Are you an RPS member?
Yes
What would you like the RPS in Scotland to focus on in the coming year?
I would love to see them continuing to showcase the wonderful work my colleagues are doing to inspire change, not just with more IP colleagues in community, but with national level mindset changes educating MSPs and the public on what is there in the heart of their communities.
Changing the publics’ behaviour takes time and building trust takes time and experience of getting high level care.
If there is a way to influence legislation to have community pharmacists who are skilled and qualified to assist in the flu vaccinations I would welcome this.
I would like all IPs to have access to the NHS portal for safety.
Continue to work with CPS and leaders to influence remuneration for IP in community and better ways of recording clinical data to capture all this work and outcomes.

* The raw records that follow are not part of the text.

// Host-side tests for the ornament animator: categories, weighted easing,
// repulsion, packing and the light colour override.

use glam::{Mat4, Vec2, Vec3};
use rand::rngs::StdRng;
use rand::SeedableRng;
use tree_core::constants::{gold_vec3, srgb_to_linear_vec3, GOLD};
use tree_core::layout::{generate_ornament_placements, OrnamentShape, Placement};
use tree_core::ornaments::*;
use tree_core::pointer::{pointer_world, repulsion, sanitize_ndc, RepulsionParams};
use tree_core::ConfigError;

const EPS: f32 = 1e-4;

fn make_field(count: usize, seed: u64) -> OrnamentField {
    let params = OrnamentParams::default();
    let placements = generate_ornament_placements(
        count,
        &OrnamentShape::default(),
        &mut StdRng::seed_from_u64(seed),
    );
    OrnamentField::new(build_ornaments(&placements, &params), params).expect("valid field")
}

// Repulsion off, so positions are the pure blend.
fn no_pointer() -> Option<Vec2> {
    None
}

#[test]
fn category_rule_partitions_indices() {
    for i in 0..1000usize {
        let expected = if i % 10 == 0 {
            Category::Gift
        } else if i % 3 == 0 {
            Category::Light
        } else {
            Category::Ball
        };
        assert_eq!(Category::for_index(i), expected, "index {i}");
    }
    assert_eq!(Category::for_index(0), Category::Gift);
    assert_eq!(Category::for_index(30), Category::Gift);
    assert_eq!(Category::for_index(3), Category::Light);
    assert_eq!(Category::for_index(1), Category::Ball);
}

#[test]
fn category_counts_sum_to_total_and_buffers_are_exact() {
    for n in [0usize, 1, 10, 99, 300] {
        let field = make_field(n, 5);
        let counts = field.counts();
        assert_eq!(counts.total(), n);
        for c in Category::ALL {
            assert_eq!(field.instances(c).len(), counts.get(c));
        }
        assert_eq!(counts, CategoryCounts::of(field.ornaments()));
    }
    let counts = make_field(300, 5).counts();
    assert_eq!(counts.gift, 30);
    assert_eq!(counts.light, 90);
    assert_eq!(counts.ball, 180);
}

#[test]
fn weights_follow_category_and_gift_is_heaviest() {
    let field = make_field(60, 1);
    for o in field.ornaments() {
        let expected = field.params().style(o.category).weight;
        assert_eq!(o.weight, expected);
    }
    let p = OrnamentParams::default();
    assert!(p.gift.weight > p.ball.weight);
    assert!(p.ball.weight > p.light.weight);
}

#[test]
fn local_progress_endpoints_are_weight_independent() {
    for w in [0.01f32, 0.2, 1.0, 3.0, 50.0] {
        assert_eq!(local_progress(0.0, w, 0.5), 0.0);
        assert!((local_progress(1.0, w, 0.5) - 1.0).abs() < 1e-6);
    }
}

// The weight lag is the "heavy ornament" illusion: a heavier ornament may tie
// but must never lead a lighter one on the way in.
#[test]
fn heavier_ornaments_lag_lighter_ones() {
    let weights = [0.2f32, 1.0, 3.0];
    for i in 1..100 {
        let p = i as f32 / 100.0;
        let light = local_progress(p, weights[0], 0.5);
        let ball = local_progress(p, weights[1], 0.5);
        let gift = local_progress(p, weights[2], 0.5);
        assert!(gift <= ball && ball <= light, "ordering broken at p={p}");
        assert!(gift < light, "no lag at p={p}");
    }
}

#[test]
fn positions_hit_chaos_and_target_at_the_endpoints() {
    let mut field = make_field(120, 2);
    field.update(0.0, 0.0, no_pointer());
    for o in field.ornaments().to_vec() {
        let slot = packed_index(&field, o.index);
        let pos = field.instances(o.category)[slot].translation();
        assert!(pos.abs_diff_eq(o.chaos, EPS), "ornament {} not at chaos", o.index);
    }
    field.update(1.0, 0.0, no_pointer());
    for o in field.ornaments().to_vec() {
        let slot = packed_index(&field, o.index);
        let pos = field.instances(o.category)[slot].translation();
        assert!(pos.abs_diff_eq(o.target, EPS), "ornament {} not at target", o.index);
    }
}

fn packed_index(field: &OrnamentField, index: usize) -> usize {
    let category = field.ornaments()[index].category;
    field.ornaments()[..index]
        .iter()
        .filter(|o| o.category == category)
        .count()
}

#[test]
fn repulsion_is_zero_outside_the_radius() {
    let params = RepulsionParams::default();
    let pointer = Vec3::new(0.0, 3.0, 0.0);
    for d in [params.radius, params.radius + 0.01, 10.0] {
        let pos = pointer + Vec3::new(d, 0.0, 0.0);
        assert_eq!(repulsion(pos, pointer, 1.0, &params), Vec3::ZERO);
    }
}

#[test]
fn repulsion_pushes_away_with_linear_falloff_and_weight_resistance() {
    let params = RepulsionParams::default();
    let pointer = Vec3::new(1.0, 2.0, 0.0);
    let pos = pointer + Vec3::new(0.0, 0.0, 1.0);
    let push = repulsion(pos, pointer, 1.0, &params);
    // (1 - 1/2.5) * 0.5 / 1 = 0.3 along +z
    assert!(push.abs_diff_eq(Vec3::new(0.0, 0.0, 0.3), EPS), "{push:?}");

    let heavy = repulsion(pos, pointer, 3.0, &params);
    assert!((heavy.length() - 0.1).abs() < EPS);

    let closer = repulsion(pointer + Vec3::new(0.0, 0.0, 0.5), pointer, 1.0, &params);
    assert!(closer.length() > push.length());
}

#[test]
fn repulsion_at_the_pointer_is_finite_and_points_up() {
    let params = RepulsionParams::default();
    let pointer = Vec3::new(0.0, 3.0, 0.0);
    let push = repulsion(pointer, pointer, 1.0, &params);
    assert!(push.is_finite());
    assert!(push.abs_diff_eq(Vec3::new(0.0, 0.5, 0.0), EPS), "{push:?}");
}

#[test]
fn pointer_maps_ndc_to_world_plane() {
    let params = RepulsionParams::default();
    assert!(pointer_world(Vec2::ZERO, &params).abs_diff_eq(Vec3::new(0.0, 3.0, 0.0), EPS));
    assert!(pointer_world(Vec2::new(1.0, -1.0), &params)
        .abs_diff_eq(Vec3::new(5.0, -2.0, 0.0), EPS));
    assert_eq!(sanitize_ndc(Vec2::new(f32::NAN, 0.0)), None);
    assert_eq!(sanitize_ndc(Vec2::new(3.0, -7.0)), Some(Vec2::new(1.0, -1.0)));
}

#[test]
fn repulsion_is_applied_after_the_blend() {
    // One ball placed right under the pointer-plane centre.
    let params = OrnamentParams::default();
    let placements = [
        Placement {
            chaos: Vec3::new(20.0, 0.0, 0.0),
            target: Vec3::new(0.0, 4.0, 0.0),
        },
        Placement {
            chaos: Vec3::new(20.0, 0.0, 0.0),
            target: Vec3::new(0.0, 4.0, 0.0),
        },
    ];
    let mut field =
        OrnamentField::new(build_ornaments(&placements, &params), params).expect("valid field");
    // index 1 is a ball (weight 1); pointer (0, 0) maps to (0, 3, 0), distance 1
    field.update(1.0, 0.0, Some(Vec2::ZERO));
    let pos = field.instances(Category::Ball)[0].translation();
    assert!(pos.abs_diff_eq(Vec3::new(0.0, 4.3, 0.0), EPS), "{pos:?}");

    // The table itself is untouched.
    assert_eq!(field.ornaments()[1].target, Vec3::new(0.0, 4.0, 0.0));

    // A NaN pointer disables repulsion instead of poisoning the output.
    field.update(1.0, 0.0, Some(Vec2::new(f32::NAN, f32::NAN)));
    let pos = field.instances(Category::Ball)[0].translation();
    assert!(pos.abs_diff_eq(Vec3::new(0.0, 4.0, 0.0), EPS));
}

// Lights always glow gold, whatever palette entry their index selects.
#[test]
fn lights_override_palette_with_gold() {
    let mut field = make_field(300, 4);
    field.update(0.5, 1.0, no_pointer());
    let gold = srgb_to_linear_vec3(GOLD);
    for inst in field.instances(Category::Light) {
        let c = Vec3::new(inst.color[0], inst.color[1], inst.color[2]);
        assert!(c.abs_diff_eq(gold, 1e-5), "light colour {c:?}");
        assert_eq!(inst.color[3], 1.0);
    }
    // Lights would otherwise have picked up non-gold palette entries.
    assert!(field
        .ornaments()
        .iter()
        .any(|o| o.category == Category::Light && Vec3::from(o.color) != gold_vec3()));

    let balls: Vec<&Ornament> = field
        .ornaments()
        .iter()
        .filter(|o| o.category == Category::Ball)
        .collect();
    for (inst, o) in field.instances(Category::Ball).iter().zip(balls) {
        let c = Vec3::new(inst.color[0], inst.color[1], inst.color[2]);
        assert!(c.abs_diff_eq(srgb_to_linear_vec3(o.color), 1e-5));
    }
}

#[test]
fn scales_by_category_and_lights_twinkle() {
    let mut field = make_field(40, 8);
    let params = field.params().clone();
    for t in [0.0f32, 0.4, 1.3] {
        field.update(1.0, t, no_pointer());
        for inst in field.instances(Category::Gift) {
            let (s, _, _) = Mat4::from_cols_array_2d(&inst.model).to_scale_rotation_translation();
            assert!((s.x - params.gift.scale).abs() < EPS);
        }
        for inst in field.instances(Category::Ball) {
            let (s, _, _) = Mat4::from_cols_array_2d(&inst.model).to_scale_rotation_translation();
            assert!((s.x - params.ball.scale).abs() < EPS);
        }
        for inst in field.instances(Category::Light) {
            let (s, _, _) = Mat4::from_cols_array_2d(&inst.model).to_scale_rotation_translation();
            assert!((s.x - params.light.scale).abs() <= params.light_twinkle_amplitude + EPS);
        }
    }
}

#[test]
fn rotation_never_moves_the_ornament() {
    let mut field = make_field(50, 12);
    field.update(0.7, 0.0, no_pointer());
    let before: Vec<Vec3> = field
        .instances(Category::Ball)
        .iter()
        .map(|i| i.translation())
        .collect();
    field.update(0.7, 5.0, no_pointer());
    for (inst, b) in field.instances(Category::Ball).iter().zip(before) {
        assert!(inst.translation().abs_diff_eq(b, EPS));
    }
}

#[test]
fn non_positive_weights_fail_at_construction() {
    for bad in [0.0f32, -1.0, f32::NAN] {
        let mut params = OrnamentParams::default();
        params.gift.weight = bad;
        let err = params.validate().unwrap_err();
        assert!(matches!(
            err,
            ConfigError::NonPositiveWeight {
                category: Category::Gift,
                ..
            }
        ));
    }

    let params = OrnamentParams::default();
    let placements = [Placement {
        chaos: Vec3::X,
        target: Vec3::Y,
    }];
    let mut table = build_ornaments(&placements, &params);
    table[0].weight = 0.0;
    assert!(OrnamentField::new(table, params).is_err());

    let mut params = OrnamentParams::default();
    params.palette.clear();
    assert_eq!(params.validate().unwrap_err(), ConfigError::EmptyPalette);
}

#[test]
fn non_finite_progress_or_time_reuses_the_last_good_frame() {
    let mut field = make_field(90, 6);
    field.update(0.5, 1.0, no_pointer());
    let good: Vec<Vec<OrnamentInstance>> = Category::ALL
        .iter()
        .map(|&c| field.instances(c).to_vec())
        .collect();

    for (progress, time) in [(f32::NAN, 1.0), (0.5, f32::NAN), (f32::NAN, f32::INFINITY)] {
        field.update(progress, time, no_pointer());
        for (c, before) in Category::ALL.iter().zip(&good) {
            assert_eq!(field.instances(*c), &before[..], "{c:?} progress={progress} time={time}");
        }
    }

    for c in Category::ALL {
        for inst in field.instances(c) {
            assert!(inst.model.iter().flatten().all(|v| v.is_finite()));
        }
    }
}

That we could encourage as many community pharmacists to become IP with a way to remunerate them and incentivise them. We are already working very hard for the NHS. If we can add in clinical payments this would incentivise and increase I would hope the uptake for IP not just to GP practice but to retain our skilled pharmacists in the community sector.
How can we make community pharmacy in Scotland world-class?
For every member of the public to have the opportunity to access person-centred, high quality healthcare advice and compassionate care and treatment from a community pharmacy where the pharmacists are trained to a minimum standard skill set.
To offer all community pharmacies funding for one IP per pharmacy to increase the uptake and all to be additionally trained in consultation skills, core clinical skills and common clinical conditions.
If we can standardise the level of advice and consultations and availability by rewarding pharmacies to offer this high level clinical care we can become world-class
The way we are valued in the NHS must change so that community pharmacy can flourish and reach its true world-class potential. Trust is earned, and so we need to up-skill now nationally, and show our nurse and GP colleagues what we can do to help them.
To help young graduates feel they can have a clinical career in community pharmacy by having IP mentors and shadowing sharing and actively helping our colleagues keen to learn and progress.
To give them consultation practice when they first qualify and as a minimum standard all newly qualified community pharmacist just like hospital after 2 years must get their clinical diploma. This would also mean that over time, there would be gradual increase in the numbers of IPs and the future of pharmacy can sustain this world-class vision.
This would also mean a pay grade scaling and feeling rewarded not just professionally but also financially for the education effort and ability to offer high quality care.
My two younger pharmacists both with 2 years’ experience start their clinical diploma in January 2017 and I will fund this so that they can help me to try to build this vision into a reality for Cadham.
Every pharmacist I know is hard-working and dedicated yet to build world-class we need to nurture that energy and redirect it to achieve the goal.